Entries taken from a collection
[Start of section]

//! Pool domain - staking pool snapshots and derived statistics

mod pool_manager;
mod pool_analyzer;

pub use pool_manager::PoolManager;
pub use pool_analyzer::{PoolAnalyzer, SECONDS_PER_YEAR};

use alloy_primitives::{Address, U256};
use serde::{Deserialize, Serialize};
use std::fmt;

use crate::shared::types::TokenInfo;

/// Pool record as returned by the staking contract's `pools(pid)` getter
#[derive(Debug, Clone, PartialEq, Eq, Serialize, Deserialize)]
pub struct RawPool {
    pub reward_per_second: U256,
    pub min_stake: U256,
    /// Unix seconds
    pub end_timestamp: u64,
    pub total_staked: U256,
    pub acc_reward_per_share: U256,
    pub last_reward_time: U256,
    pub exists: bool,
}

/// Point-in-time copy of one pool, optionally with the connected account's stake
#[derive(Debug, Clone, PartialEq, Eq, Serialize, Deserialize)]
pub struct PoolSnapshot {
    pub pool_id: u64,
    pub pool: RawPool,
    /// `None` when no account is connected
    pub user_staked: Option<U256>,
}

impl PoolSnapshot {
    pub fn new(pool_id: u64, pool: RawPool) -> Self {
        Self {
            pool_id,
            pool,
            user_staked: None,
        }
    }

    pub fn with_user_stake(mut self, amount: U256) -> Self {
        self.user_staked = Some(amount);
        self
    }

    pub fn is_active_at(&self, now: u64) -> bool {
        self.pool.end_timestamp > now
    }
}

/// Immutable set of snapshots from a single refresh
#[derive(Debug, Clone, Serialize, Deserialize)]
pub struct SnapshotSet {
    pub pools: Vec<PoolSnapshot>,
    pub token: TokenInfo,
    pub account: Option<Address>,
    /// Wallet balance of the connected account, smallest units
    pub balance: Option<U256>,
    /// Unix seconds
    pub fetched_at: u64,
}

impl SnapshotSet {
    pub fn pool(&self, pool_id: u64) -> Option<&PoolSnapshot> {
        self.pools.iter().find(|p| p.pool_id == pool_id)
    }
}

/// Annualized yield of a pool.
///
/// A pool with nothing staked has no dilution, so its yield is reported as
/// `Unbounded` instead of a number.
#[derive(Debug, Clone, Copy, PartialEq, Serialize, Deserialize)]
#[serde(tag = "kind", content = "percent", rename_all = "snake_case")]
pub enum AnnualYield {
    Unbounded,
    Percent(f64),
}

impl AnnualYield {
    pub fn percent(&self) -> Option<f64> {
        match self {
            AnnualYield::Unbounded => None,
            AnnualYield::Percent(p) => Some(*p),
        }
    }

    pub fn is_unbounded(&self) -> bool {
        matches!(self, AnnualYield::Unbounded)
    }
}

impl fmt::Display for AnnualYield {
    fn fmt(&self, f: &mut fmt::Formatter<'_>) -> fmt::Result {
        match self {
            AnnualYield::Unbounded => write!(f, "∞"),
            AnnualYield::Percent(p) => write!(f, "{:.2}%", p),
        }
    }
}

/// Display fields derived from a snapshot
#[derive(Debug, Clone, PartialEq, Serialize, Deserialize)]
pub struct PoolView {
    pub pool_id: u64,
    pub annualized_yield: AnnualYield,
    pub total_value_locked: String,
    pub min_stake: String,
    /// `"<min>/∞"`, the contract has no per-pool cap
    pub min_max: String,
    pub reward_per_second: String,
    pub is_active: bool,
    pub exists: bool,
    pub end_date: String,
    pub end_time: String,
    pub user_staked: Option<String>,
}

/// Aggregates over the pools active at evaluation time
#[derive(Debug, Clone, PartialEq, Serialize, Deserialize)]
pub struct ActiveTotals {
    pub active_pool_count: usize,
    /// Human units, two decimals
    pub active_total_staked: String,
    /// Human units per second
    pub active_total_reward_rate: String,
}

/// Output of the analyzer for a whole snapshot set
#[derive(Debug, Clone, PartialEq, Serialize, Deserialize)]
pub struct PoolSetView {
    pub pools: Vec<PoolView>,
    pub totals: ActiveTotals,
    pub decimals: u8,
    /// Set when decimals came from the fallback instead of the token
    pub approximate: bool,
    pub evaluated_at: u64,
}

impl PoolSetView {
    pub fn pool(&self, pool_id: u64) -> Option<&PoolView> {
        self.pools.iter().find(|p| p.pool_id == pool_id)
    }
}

[End of section]

TASK ITEM =>
Locate the word "impl" in the records and collect each line it appears in.

EXERCISE RESPONSE =>
impl PoolSnapshot {
impl SnapshotSet {
impl AnnualYield {
impl fmt::Display for AnnualYield {
impl PoolSetView {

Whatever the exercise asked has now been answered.